# Assignment
Copy out every line of the records in which "archetypes" can be found.

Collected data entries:

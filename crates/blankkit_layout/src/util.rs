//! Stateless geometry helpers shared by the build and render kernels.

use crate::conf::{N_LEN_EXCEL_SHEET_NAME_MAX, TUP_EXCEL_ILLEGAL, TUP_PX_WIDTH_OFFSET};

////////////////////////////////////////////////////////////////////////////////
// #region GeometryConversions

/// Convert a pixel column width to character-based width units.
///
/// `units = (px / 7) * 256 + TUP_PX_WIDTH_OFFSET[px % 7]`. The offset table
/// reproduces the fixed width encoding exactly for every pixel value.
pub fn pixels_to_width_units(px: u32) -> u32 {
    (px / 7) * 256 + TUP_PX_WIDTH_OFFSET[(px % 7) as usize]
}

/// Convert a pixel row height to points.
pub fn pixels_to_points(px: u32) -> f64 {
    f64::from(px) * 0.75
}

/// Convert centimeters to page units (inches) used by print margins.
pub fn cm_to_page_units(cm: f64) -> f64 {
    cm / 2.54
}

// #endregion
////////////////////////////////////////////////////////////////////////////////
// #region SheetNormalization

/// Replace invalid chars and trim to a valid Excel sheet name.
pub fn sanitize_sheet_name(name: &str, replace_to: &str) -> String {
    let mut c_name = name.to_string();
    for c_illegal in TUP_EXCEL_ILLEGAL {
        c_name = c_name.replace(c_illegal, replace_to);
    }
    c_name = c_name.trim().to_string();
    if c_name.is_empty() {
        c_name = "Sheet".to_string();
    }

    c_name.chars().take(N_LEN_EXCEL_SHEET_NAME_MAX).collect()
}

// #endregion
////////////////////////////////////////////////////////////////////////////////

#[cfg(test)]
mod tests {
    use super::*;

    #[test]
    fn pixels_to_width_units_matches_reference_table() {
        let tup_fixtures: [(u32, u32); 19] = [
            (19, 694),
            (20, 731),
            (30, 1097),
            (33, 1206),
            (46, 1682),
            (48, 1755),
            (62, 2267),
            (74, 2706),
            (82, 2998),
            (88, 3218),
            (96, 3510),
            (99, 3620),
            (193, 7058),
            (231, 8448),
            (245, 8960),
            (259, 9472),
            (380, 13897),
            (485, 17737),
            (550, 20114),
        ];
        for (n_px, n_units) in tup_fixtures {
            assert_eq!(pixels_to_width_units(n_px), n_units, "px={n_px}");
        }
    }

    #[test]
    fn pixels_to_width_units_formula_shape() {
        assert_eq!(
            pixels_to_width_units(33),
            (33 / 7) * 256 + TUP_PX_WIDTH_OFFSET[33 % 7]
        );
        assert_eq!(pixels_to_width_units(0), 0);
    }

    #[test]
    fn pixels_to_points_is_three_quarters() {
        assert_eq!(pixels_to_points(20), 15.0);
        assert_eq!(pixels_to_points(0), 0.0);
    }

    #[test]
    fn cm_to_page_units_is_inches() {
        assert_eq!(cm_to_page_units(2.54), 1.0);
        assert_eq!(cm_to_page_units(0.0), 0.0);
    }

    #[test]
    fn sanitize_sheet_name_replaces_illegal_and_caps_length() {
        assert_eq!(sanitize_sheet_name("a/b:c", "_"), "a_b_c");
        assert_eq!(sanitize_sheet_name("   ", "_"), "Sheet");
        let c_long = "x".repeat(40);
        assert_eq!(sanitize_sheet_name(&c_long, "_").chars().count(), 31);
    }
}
* * *
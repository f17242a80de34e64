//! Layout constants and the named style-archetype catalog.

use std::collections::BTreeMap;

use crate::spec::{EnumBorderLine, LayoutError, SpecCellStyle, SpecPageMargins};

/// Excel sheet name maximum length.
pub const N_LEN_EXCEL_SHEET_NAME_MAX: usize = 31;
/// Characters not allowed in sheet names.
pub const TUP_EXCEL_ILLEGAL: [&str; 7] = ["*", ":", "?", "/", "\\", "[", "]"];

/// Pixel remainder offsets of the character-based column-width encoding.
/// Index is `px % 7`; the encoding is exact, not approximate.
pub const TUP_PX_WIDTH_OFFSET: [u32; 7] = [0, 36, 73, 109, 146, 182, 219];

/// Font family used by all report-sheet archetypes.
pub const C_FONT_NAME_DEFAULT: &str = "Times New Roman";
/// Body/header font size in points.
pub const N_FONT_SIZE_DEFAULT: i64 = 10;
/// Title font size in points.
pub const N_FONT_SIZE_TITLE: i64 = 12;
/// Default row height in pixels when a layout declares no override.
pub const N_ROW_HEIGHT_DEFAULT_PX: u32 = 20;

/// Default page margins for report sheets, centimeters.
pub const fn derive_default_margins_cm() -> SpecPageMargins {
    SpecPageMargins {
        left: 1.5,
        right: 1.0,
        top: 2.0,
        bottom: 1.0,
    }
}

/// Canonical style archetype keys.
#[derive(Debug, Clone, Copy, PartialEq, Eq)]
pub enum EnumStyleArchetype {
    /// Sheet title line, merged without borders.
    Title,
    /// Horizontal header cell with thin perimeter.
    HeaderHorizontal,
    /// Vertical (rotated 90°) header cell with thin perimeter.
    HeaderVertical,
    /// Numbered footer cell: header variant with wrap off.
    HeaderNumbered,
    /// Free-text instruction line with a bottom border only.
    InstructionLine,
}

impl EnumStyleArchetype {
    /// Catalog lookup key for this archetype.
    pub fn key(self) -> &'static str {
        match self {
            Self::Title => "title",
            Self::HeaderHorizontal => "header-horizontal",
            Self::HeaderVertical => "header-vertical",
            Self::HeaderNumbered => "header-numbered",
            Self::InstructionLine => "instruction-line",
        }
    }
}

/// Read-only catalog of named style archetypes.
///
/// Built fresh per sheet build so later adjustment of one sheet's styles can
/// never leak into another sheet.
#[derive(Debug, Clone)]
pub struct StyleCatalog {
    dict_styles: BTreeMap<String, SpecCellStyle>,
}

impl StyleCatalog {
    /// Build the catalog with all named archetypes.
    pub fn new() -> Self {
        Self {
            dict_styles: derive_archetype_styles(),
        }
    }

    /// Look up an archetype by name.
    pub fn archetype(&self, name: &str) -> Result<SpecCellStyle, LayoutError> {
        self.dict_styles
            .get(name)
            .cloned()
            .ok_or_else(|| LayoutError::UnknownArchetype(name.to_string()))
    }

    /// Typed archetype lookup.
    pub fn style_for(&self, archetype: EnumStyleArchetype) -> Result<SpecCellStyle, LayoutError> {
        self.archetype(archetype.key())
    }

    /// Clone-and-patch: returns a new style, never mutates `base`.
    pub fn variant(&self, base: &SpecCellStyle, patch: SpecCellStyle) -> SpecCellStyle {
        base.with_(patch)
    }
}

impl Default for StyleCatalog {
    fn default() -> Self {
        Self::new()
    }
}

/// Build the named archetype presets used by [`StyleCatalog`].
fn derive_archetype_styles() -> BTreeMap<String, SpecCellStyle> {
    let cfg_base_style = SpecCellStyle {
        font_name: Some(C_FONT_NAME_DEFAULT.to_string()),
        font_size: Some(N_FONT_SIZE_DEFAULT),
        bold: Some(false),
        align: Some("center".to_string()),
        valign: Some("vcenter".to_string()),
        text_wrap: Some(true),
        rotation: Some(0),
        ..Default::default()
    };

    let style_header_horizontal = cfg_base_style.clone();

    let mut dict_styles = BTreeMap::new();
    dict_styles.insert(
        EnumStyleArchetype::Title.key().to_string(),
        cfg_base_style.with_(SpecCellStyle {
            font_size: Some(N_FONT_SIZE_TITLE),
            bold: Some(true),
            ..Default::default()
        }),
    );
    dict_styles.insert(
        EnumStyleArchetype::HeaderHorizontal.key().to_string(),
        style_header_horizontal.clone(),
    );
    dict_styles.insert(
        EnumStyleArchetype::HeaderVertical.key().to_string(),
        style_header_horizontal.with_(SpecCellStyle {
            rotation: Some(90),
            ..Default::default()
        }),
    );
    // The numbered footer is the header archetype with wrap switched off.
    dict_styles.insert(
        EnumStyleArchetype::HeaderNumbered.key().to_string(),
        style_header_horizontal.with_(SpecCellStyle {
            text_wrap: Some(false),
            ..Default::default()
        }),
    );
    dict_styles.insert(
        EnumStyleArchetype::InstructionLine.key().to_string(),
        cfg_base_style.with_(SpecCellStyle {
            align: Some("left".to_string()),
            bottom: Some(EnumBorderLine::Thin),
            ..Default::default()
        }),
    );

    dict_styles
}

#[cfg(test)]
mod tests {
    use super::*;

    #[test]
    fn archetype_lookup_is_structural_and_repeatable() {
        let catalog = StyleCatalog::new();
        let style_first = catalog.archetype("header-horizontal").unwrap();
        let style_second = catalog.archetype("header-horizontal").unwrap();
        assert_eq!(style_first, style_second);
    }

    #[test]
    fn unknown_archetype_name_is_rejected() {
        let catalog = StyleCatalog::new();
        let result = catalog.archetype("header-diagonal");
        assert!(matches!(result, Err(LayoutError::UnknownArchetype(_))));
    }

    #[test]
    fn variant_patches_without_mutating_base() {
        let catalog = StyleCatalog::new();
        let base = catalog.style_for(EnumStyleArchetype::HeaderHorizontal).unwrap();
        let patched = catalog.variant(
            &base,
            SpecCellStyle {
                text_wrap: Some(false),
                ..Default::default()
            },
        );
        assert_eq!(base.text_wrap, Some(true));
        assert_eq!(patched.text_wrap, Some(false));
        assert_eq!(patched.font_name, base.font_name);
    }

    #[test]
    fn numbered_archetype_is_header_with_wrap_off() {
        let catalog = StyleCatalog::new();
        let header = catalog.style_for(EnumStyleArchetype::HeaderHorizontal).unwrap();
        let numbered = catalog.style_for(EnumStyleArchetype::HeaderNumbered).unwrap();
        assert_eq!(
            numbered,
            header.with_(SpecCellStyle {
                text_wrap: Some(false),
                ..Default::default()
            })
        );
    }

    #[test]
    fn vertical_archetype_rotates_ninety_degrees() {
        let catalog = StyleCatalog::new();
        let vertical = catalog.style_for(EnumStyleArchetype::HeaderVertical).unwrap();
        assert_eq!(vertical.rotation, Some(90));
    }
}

# Output for this exercise
/// Font family used by all report-sheet archetypes.
/// Read-only catalog of named style archetypes.
    /// Build the catalog with all named archetypes.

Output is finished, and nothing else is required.